«This moment yearning and thoughtful sitting alone» (Walt Whitman)
Recuerdas aquello que contaba tu padre cuando no sabía dónde ir a comer en su época de estudiante universitario. Contaba cómo un día de estos indecisos entraron él y un amigo a comer por primera vez en aquel mesón santiagués. Pidieron dos platos, pan, vino y postre. La camarera les trajo lo que no habían pedido. Pensaron que era un error, a pesar de que no tenía mala pinta tampoco. Se quejaron moderadamente. No les hicieron caso. El postre era otra cosa totalmente distinta a lo que habían reclamado ya dos veces. Protestaron enérgicamente e hicieron que se acercase la jefa que argumentó que ella era la dueña y que allí mandaba ella. Imagino que les haría el clásico ofrecimiento: «si no les gusta, ahí está la puerta. Y cierren al salir, por favor«. Como es de suponer, volvieron a comer más veces al mismo lugar, acatando la ley de la propietaria.

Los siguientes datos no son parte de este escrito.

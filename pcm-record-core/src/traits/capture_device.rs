use crate::models::config::RecordConfig;
use crate::models::error::RecordError;

/// A hardware reference pair: "frame number `frame_position` was
/// delivered at `monotonic_nanos` on the process monotonic clock".
///
/// Backends must report `monotonic_nanos` in the timebase of
/// [`crate::clock::monotonic_nanos`] so it can be compared against the
/// session-start anchor.
#[derive(Debug, Clone, Copy, PartialEq, Eq)]
pub struct StreamTimestamp {
    pub frame_position: i64,
    pub monotonic_nanos: i64,
}

/// Interface for platform-specific PCM input devices.
///
/// Lifecycle, driven by the recording loop:
/// `min_buffer_bytes` → `open` → `request_focus` → `start` →
/// `read`* → `stop`. `stop` is called unconditionally on every loop
/// exit path so the hardware handle is never leaked.
pub trait CaptureDevice: Send {
    /// Platform-reported minimum driver buffer size in bytes for the
    /// given config. Used as a floor for the device buffer sizing.
    fn min_buffer_bytes(&self, config: &RecordConfig) -> usize;

    /// Open the device with an internal buffer of `buffer_bytes`.
    fn open(&mut self, config: &RecordConfig, buffer_bytes: usize) -> Result<(), RecordError>;

    /// Request audio focus ahead of capture. Denial is non-fatal: the
    /// caller logs a warning and records anyway.
    fn request_focus(&mut self) -> Result<(), RecordError> {
        Ok(())
    }

    /// Begin delivering frames. Issued immediately before the loop.
    fn start(&mut self) -> Result<(), RecordError>;

    /// Blocking read into `buf`. Returns the number of bytes read,
    /// which may be less than `buf.len()`; the caller loops until its
    /// packet is full. A zero-length return or an error aborts the
    /// packet with the device error code attached.
    fn read(&mut self, buf: &mut [u8]) -> Result<usize, RecordError>;

    /// Fresh `(frame_position, monotonic_nanos)` reference pair, or
    /// `None` when the driver cannot provide one. A failed query must
    /// not abort the packet; the clock falls back to its session-start
    /// anchor.
    fn timestamp(&self) -> Option<StreamTimestamp>;

    /// Stop capturing and release the hardware handle. Infallible:
    /// teardown has no caller that could recover.
    fn stop(&mut self);
}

Te llega este recuerdo al leer la noticia de un singular restaurante nipón -«The Restaurant of Order Mistakes» 注文をまちがえる料理店– atendido por personas que hacen lo mismo que la dueña del mesón de Santiago con la diferencia de que en Japón solo tiene lugar en fechas señaladas con objeto de ayudar a determinadas organizaciones benéficas y dar visibilidad a personas con alguna clase de demencia. Por otro lado, en Santiago de Compostela ocurre a diario, ya que es parte del carácter gallego; es decir, hacer lo que a uno le da la gana, eso sí, cumpliendo un código no escrito de honestidad y bonhomía.

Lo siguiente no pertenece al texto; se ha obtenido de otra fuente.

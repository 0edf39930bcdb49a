//! # pcm-record-core
//!
//! Platform-agnostic real-time PCM capture core.
//!
//! A dedicated worker thread continuously pulls PCM frames from an
//! input device, reconciles each packet's hardware-clock timestamp
//! with wall-clock time, and durably appends the raw samples plus a
//! per-packet timestamp log to two parallel files. Platform backends
//! (e.g. the cpal microphone backend) implement the `CaptureDevice`
//! trait and plug into the generic `Recorder`.
//!
//! ## Architecture
//!
//! ```text
//! pcm-record-core (this crate)
//! ├── traits/       ← CaptureDevice, StreamTimestamp
//! ├── models/       ← RecordConfig, RecordError, SessionState, SessionOutcome
//! ├── capture/      ← CapturePacket, PacketLayout, AudioCapture (full-packet reads)
//! ├── clock         ← FrameClock (frame-position → wall-clock reconciliation)
//! ├── storage/      ← RecordingWriter (raw PCM + timestamp log), JSON sidecar
//! ├── session/      ← Recorder (worker lifecycle, Idle→Starting→Streaming→Stopping)
//! └── bridge/       ← ConnectionStateBridge, Signal/Subscription streams
//! ```

pub mod bridge;
pub mod capture;
pub mod clock;
pub mod models;
pub mod session;
pub mod storage;
pub mod traits;

#[cfg(test)]
pub(crate) mod test_support;

// Re-export key types at crate root for convenience.
pub use bridge::signal::{Signal, Subscription};
pub use bridge::{
    ConnectionState, ConnectionStateBridge, STATUS_COLLECTING, STATUS_DISCONNECTED, STATUS_STOPPED,
};
pub use capture::packet::CapturePacket;
pub use capture::reader::{AudioCapture, PacketLayout, READ_INTERVAL_MICROS};
pub use clock::FrameClock;
pub use models::config::{AudioInput, ChannelConfig, EncodingConfig, RecordConfig, RecordFormat};
pub use models::error::{DeviceErrorCode, RecordError};
pub use models::state::SessionState;
pub use models::summary::{SessionOutcome, SessionSummary};
pub use session::recording::{CancelToken, Recorder, StartRequest};
pub use storage::writer::RecordingWriter;
pub use traits::capture_device::{CaptureDevice, StreamTimestamp};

Volviendo a Oriente, lees que el restaurante japonés ofrece el servicio de camareros con demencia solo algunos días (Johnny Waldman, «‘The Restaurant of Order Mistakes’ employs waiters with dementia» ; Spoon-Tamago.com, 5.6.2017). Mizuho Kudo, gastrónomo y bloguero, acudía al «Restaurant of Order Mistakes» o Restaurante de los Pedidos Equivocados en el barrio tokiota de Toyosu para escribir una crítica del mismo. Una vez allí pidió una hamburguesa y le llevaron «gyoza dumpling» que viene a ser una empanadilla japonesa rellena de carne y verduras. Al principio, el error no le hizo gracia y parecía contrariado. Sin embargo, supo aprovechar la ocasión que le ofreció el azar y disfrutó la experiencia. Finalmente, el gastrónomo salió feliz del restaurante feliz (y no me he equivocado al escribir feliz dos veces). Sucedía hace cuatro años, alguien compartía la noticia a finales de este mes de mayo de 2021 en Twitter y mi cabeza asoció la idea –por uno de esos caprichos del destino– con la maravillosa locura de dejar a alguien que decida por ti el menú del día y no te moleste que así sea.
Y mientras estás «en este momento de ensueño, pensativo y solo» no aciertas a saber la razón por la cual escribes otra vez más sobre ella. Por uno de esos caprichos del destino que elige una cafetería de la ciudad para colocarte allí en noviembre tomando el café de la primera hora de la tarde y ajusta el tiempo en que te distraes de la conversación con tu amigo y entonces, justo en ese instante, la ves pasar a tu lado. Hay más gente en el pasillo yendo hacia el fondo del establecimiento, pero tú te fijas en ella. Parece anormal la sensación que te atrapa. Eres incapaz de controlar las ganas de saber quién es la desconocida que camina de esa manera. No la pierdes de vista. Viene con dos amigas. Los segundos que se alargan en los relojes blandos que pintó Dalí son eternos en aquel momento y en aquel lugar. La extranjera –tal vez eslava– guapísima, delgada y morena se enfrenta a ti. Misteriosa y seria te apuñala con sus ojos; vamos, que la ves de frente mirándote y te enamoras así, de repente.